The next step is not self-hatred. It is repair.


Either revise the rule so that it can honestly be universalized, or change your conduct so that you are no longer demanding from others what you refuse to accept yourself.


Why be moral?


Because you already need morality from everyone else.


You need other people to accept limits when violating those limits would benefit them. You need them to tell the truth, keep promises, follow fair procedures, respect boundaries, obey legitimate laws, honor responsibilities, and refuse corrupt advantage. You need this most when you have the least power to force them.


Morality is the discipline of accepting those same limits yourself.


It is not sainthood. It is not niceness. It is not self-erasure. It is not moral performance. It is the ordinary but difficult practice of living under rules you would need others to accept if you were the one at risk.


That is why morality must be universalizable. And that is why morality cannot remain optional.


A society in which everyone exempts themself when the rule becomes costly is not free, sophisticated, or realistic. It is merely waiting for the next collapse of trust. A person who exempts themself in the same way is not morally complex. They are asking to be protected by a structure he is helping to destroy.

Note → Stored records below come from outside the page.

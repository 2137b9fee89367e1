//! Typed accessors over the gossip table family.
//!
//! One store instance wraps a set of producer tables: the global event
//! archive plus the heads, last-event, block, epoch-record, and pointer
//! indexes, and a per-epoch event index that can be dropped wholesale once
//! the epoch falls out of retention. All writes go through the producer's
//! buffered layer, so an insertion and its index updates commit in the
//! same flush.

use crate::Error;
use moira_codec::{Decode, Encode};
use moira_dag::chain::{Block, EpochRecord};
use moira_dag::event::Event;
use moira_dag::types::{BlockIndex, Epoch, EventId, ValidatorId};
use moira_kvdb::producer::{Producer, Store};
use moira_kvdb::Kv;
use parking_lot::Mutex;
use std::collections::HashMap;
use std::sync::Arc;

const LATEST_BLOCK_KEY: &[u8] = b"latest";

/// Typed view of the gossip tables.
pub struct GossipStore {
    producer: Producer,
    events: Arc<Store>,
    heads: Arc<Store>,
    last: Arc<Store>,
    blocks: Arc<Store>,
    epochs: Arc<Store>,
    pointers: Arc<Store>,
    epoch_indexes: Mutex<HashMap<u32, Arc<Store>>>,
}

impl GossipStore {
    pub fn open(producer: &Producer) -> Result<Self, Error> {
        Ok(Self {
            producer: producer.clone(),
            events: Arc::new(producer.open_table("gossip/E")?),
            heads: Arc::new(producer.open_table("gossip/H")?),
            last: Arc::new(producer.open_table("gossip/V")?),
            blocks: Arc::new(producer.open_table("gossip/B")?),
            epochs: Arc::new(producer.open_table("gossip/R")?),
            pointers: Arc::new(producer.open_table("gossip/P")?),
            epoch_indexes: Mutex::new(HashMap::new()),
        })
    }

    fn epoch_index(&self, epoch: Epoch) -> Result<Arc<Store>, Error> {
        let mut indexes = self.epoch_indexes.lock();
        if let Some(store) = indexes.get(&epoch.get()) {
            return Ok(store.clone());
        }
        let store = Arc::new(
            self.producer
                .open_table(&format!("gossip-{}/E", epoch.get()))?,
        );
        indexes.insert(epoch.get(), store.clone());
        Ok(store)
    }

    /// Archives an event and maintains the heads, last-event, and
    /// per-epoch indexes. Events must be inserted parents-first.
    pub fn insert_event(&self, event: &Event) -> Result<(), Error> {
        let id = event.id();
        self.events.put(id.as_bytes(), &event.encode())?;
        self.epoch_index(event.epoch())?.put(id.as_bytes(), &[])?;

        // A new event is a head until something references it.
        self.heads.put(id.as_bytes(), &[])?;
        for parent in event.parents() {
            self.heads.delete(parent.as_bytes())?;
        }

        // Track the highest-seq event per creator. Forked branches at the
        // same seq resolve to whichever arrived last; consumers treat the
        // index as a hint, not a commitment.
        let key = event.creator().get().to_be_bytes();
        let replace = match self.last.get(&key)? {
            Some(prior) if prior.len() >= 4 => {
                let seq = u32::from_be_bytes([prior[0], prior[1], prior[2], prior[3]]);
                event.seq() >= seq
            }
            _ => true,
        };
        if replace {
            let mut value = Vec::with_capacity(36);
            value.extend_from_slice(&event.seq().to_be_bytes());
            value.extend_from_slice(id.as_bytes());
            self.last.put(&key, &value)?;
        }
        Ok(())
    }

    pub fn event(&self, id: &EventId) -> Result<Option<Event>, Error> {
        match self.events.get(id.as_bytes())? {
            Some(raw) => Ok(Some(Event::decode(raw.as_slice())?)),
            None => Ok(None),
        }
    }

    pub fn has_event(&self, id: &EventId) -> Result<bool, Error> {
        Ok(self.events.has(id.as_bytes())?)
    }

    /// Current DAG heads: events no archived event references.
    pub fn heads(&self) -> Result<Vec<EventId>, Error> {
        let mut out = Vec::new();
        for pair in self.heads.iterate(&[], None)? {
            let (key, _) = pair?;
            out.push(decode_id(&key)?);
        }
        Ok(out)
    }

    /// The highest-seq archived event of `validator`, if any.
    pub fn last_event_of(&self, validator: ValidatorId) -> Result<Option<EventId>, Error> {
        match self.last.get(&validator.get().to_be_bytes())? {
            Some(value) if value.len() == 36 => decode_id(&value[4..]).map(Some),
            Some(_) | None => Ok(None),
        }
    }

    /// Event ids of one epoch in id order, which is lamport-ascending and
    /// therefore parents-first.
    pub fn epoch_events(&self, epoch: Epoch) -> Result<Vec<EventId>, Error> {
        let index = self.epoch_index(epoch)?;
        let mut out = Vec::new();
        for pair in index.iterate(&[], None)? {
            let (key, _) = pair?;
            out.push(decode_id(&key)?);
        }
        Ok(out)
    }

    pub fn epoch_event_count(&self, epoch: Epoch) -> Result<usize, Error> {
        let index = self.epoch_index(epoch)?;
        let mut count = 0;
        for pair in index.iterate(&[], None)? {
            pair?;
            count += 1;
        }
        Ok(count)
    }

    /// Appends a block and advances the latest-block pointer.
    pub fn put_block(&self, block: &Block) -> Result<(), Error> {
        self.blocks
            .put(&block.index.get().to_be_bytes(), &block.encode())?;
        self.pointers
            .put(LATEST_BLOCK_KEY, &block.index.get().to_be_bytes())?;
        Ok(())
    }

    pub fn block(&self, index: BlockIndex) -> Result<Option<Block>, Error> {
        match self.blocks.get(&index.get().to_be_bytes())? {
            Some(raw) => Ok(Some(Block::decode(raw.as_slice())?)),
            None => Ok(None),
        }
    }

    pub fn latest_block_index(&self) -> Result<Option<BlockIndex>, Error> {
        match self.pointers.get(LATEST_BLOCK_KEY)? {
            Some(raw) if raw.len() == 8 => {
                let mut bytes = [0u8; 8];
                bytes.copy_from_slice(&raw);
                Ok(Some(BlockIndex::new(u64::from_be_bytes(bytes))))
            }
            Some(_) | None => Ok(None),
        }
    }

    pub fn put_epoch_record(&self, record: &EpochRecord) -> Result<(), Error> {
        self.epochs
            .put(&record.epoch.get().to_be_bytes(), &record.encode())?;
        Ok(())
    }

    pub fn epoch_record(&self, epoch: Epoch) -> Result<Option<EpochRecord>, Error> {
        match self.epochs.get(&epoch.get().to_be_bytes())? {
            Some(raw) => Ok(Some(EpochRecord::decode(raw.as_slice())?)),
            None => Ok(None),
        }
    }

    /// Drops the per-epoch index database of a retired epoch. The global
    /// archive keeps the events themselves.
    pub fn drop_epoch_index(&self, epoch: Epoch) -> Result<(), Error> {
        if let Some(store) = self.epoch_indexes.lock().remove(&epoch.get()) {
            store.close()?;
        }
        self.producer.drop_db(&format!("gossip-{}", epoch.get()))?;
        Ok(())
    }
}

fn decode_id(key: &[u8]) -> Result<EventId, Error> {
    let bytes: [u8; 32] = key
        .try_into()
        .map_err(|_| moira_codec::Error::InvalidData("EventId", "bad key length".into()))?;
    Ok(EventId(bytes))
}

#[cfg(test)]
mod tests {
    use super::*;
    use moira_dag::event::{EventHeader, Payload};
    use moira_dag::keys::FakeSigner;
    use moira_dag::types::{Frame, Hash, Lamport};
    use moira_kvdb::producer::ProducerConfig;
    use moira_kvdb::routing::Router;

    fn store() -> GossipStore {
        let producer = Producer::in_memory(Router::default_layout(), ProducerConfig::default());
        GossipStore::open(&producer).unwrap()
    }

    fn event(creator: u32, seq: u32, lamport: u32, parents: Vec<EventId>) -> Event {
        let signer = FakeSigner::new(ValidatorId::new(creator));
        let header = EventHeader {
            creator: ValidatorId::new(creator),
            seq,
            epoch: Epoch::new(1),
            frame: Frame::new(1),
            lamport: Lamport::new(lamport),
            parents,
            ..Default::default()
        };
        Event::sign(header, Payload::default(), &signer)
    }

    #[test]
    fn test_insert_and_read_back() {
        let store = store();
        let e = event(0, 1, 1, vec![]);
        store.insert_event(&e).unwrap();
        assert!(store.has_event(&e.id()).unwrap());
        assert_eq!(store.event(&e.id()).unwrap().unwrap(), e);
        assert!(store.event(&EventId::ZERO).unwrap().is_none());
    }

    #[test]
    fn test_heads_follow_insertions() {
        let store = store();
        let a = event(0, 1, 1, vec![]);
        let b = event(1, 1, 1, vec![]);
        store.insert_event(&a).unwrap();
        store.insert_event(&b).unwrap();
        let mut heads = store.heads().unwrap();
        heads.sort();
        let mut want = vec![a.id(), b.id()];
        want.sort();
        assert_eq!(heads, want);

        // A child displaces both its parents.
        let c = event(0, 2, 2, vec![a.id(), b.id()]);
        store.insert_event(&c).unwrap();
        assert_eq!(store.heads().unwrap(), vec![c.id()]);
    }

    #[test]
    fn test_last_event_tracks_highest_seq() {
        let store = store();
        assert!(store.last_event_of(ValidatorId::new(0)).unwrap().is_none());
        let a = event(0, 1, 1, vec![]);
        let b = event(0, 2, 2, vec![a.id()]);
        store.insert_event(&b).unwrap();
        store.insert_event(&a).unwrap();
        // Out-of-order insertion must not roll the index back.
        assert_eq!(store.last_event_of(ValidatorId::new(0)).unwrap(), Some(b.id()));
    }

    #[test]
    fn test_epoch_index_is_ordered_and_droppable() {
        let store = store();
        let a = event(0, 1, 1, vec![]);
        let b = event(1, 1, 1, vec![]);
        let c = event(0, 2, 2, vec![a.id(), b.id()]);
        for e in [&c, &a, &b] {
            store.insert_event(e).unwrap();
        }
        let ids = store.epoch_events(Epoch::new(1)).unwrap();
        assert_eq!(ids.len(), 3);
        // Id order is lamport-ascending: the child comes last.
        assert_eq!(ids[2], c.id());
        assert_eq!(store.epoch_event_count(Epoch::new(1)).unwrap(), 3);

        store.drop_epoch_index(Epoch::new(1)).unwrap();
        assert_eq!(store.epoch_event_count(Epoch::new(1)).unwrap(), 0);
        // The archive is unaffected.
        assert!(store.has_event(&a.id()).unwrap());
    }

    #[test]
    fn test_blocks_and_pointer() {
        let store = store();
        assert!(store.latest_block_index().unwrap().is_none());
        let block = Block {
            index: BlockIndex::new(1),
            timestamp: 7,
            state_root: Hash::of(b"root"),
            ..Default::default()
        };
        store.put_block(&block).unwrap();
        assert_eq!(store.block(BlockIndex::new(1)).unwrap().unwrap(), block);
        assert_eq!(
            store.latest_block_index().unwrap(),
            Some(BlockIndex::new(1))
        );
    }

    #[test]
    fn test_epoch_record_roundtrip() {
        let store = store();
        let record = EpochRecord {
            epoch: Epoch::new(1),
            sealing_frame: Frame::new(20),
            closing_block: BlockIndex::new(3),
            ..Default::default()
        };
        store.put_epoch_record(&record).unwrap();
        assert_eq!(
            store.epoch_record(Epoch::new(1)).unwrap().unwrap(),
            record
        );
        assert!(store.epoch_record(Epoch::new(9)).unwrap().is_none());
    }
}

If you want a world where truth, fairness, restraint, and responsibility still exist when you need them, you have to stop treating them as optional when others need them from you.


That is what morality is.


And the reason most people are doing it wrong is because everyone sees how helpful it would be if the rules only applied to everyone else, but few people realize that exempting themselves hurts everyone, including the one purporting to be exempt.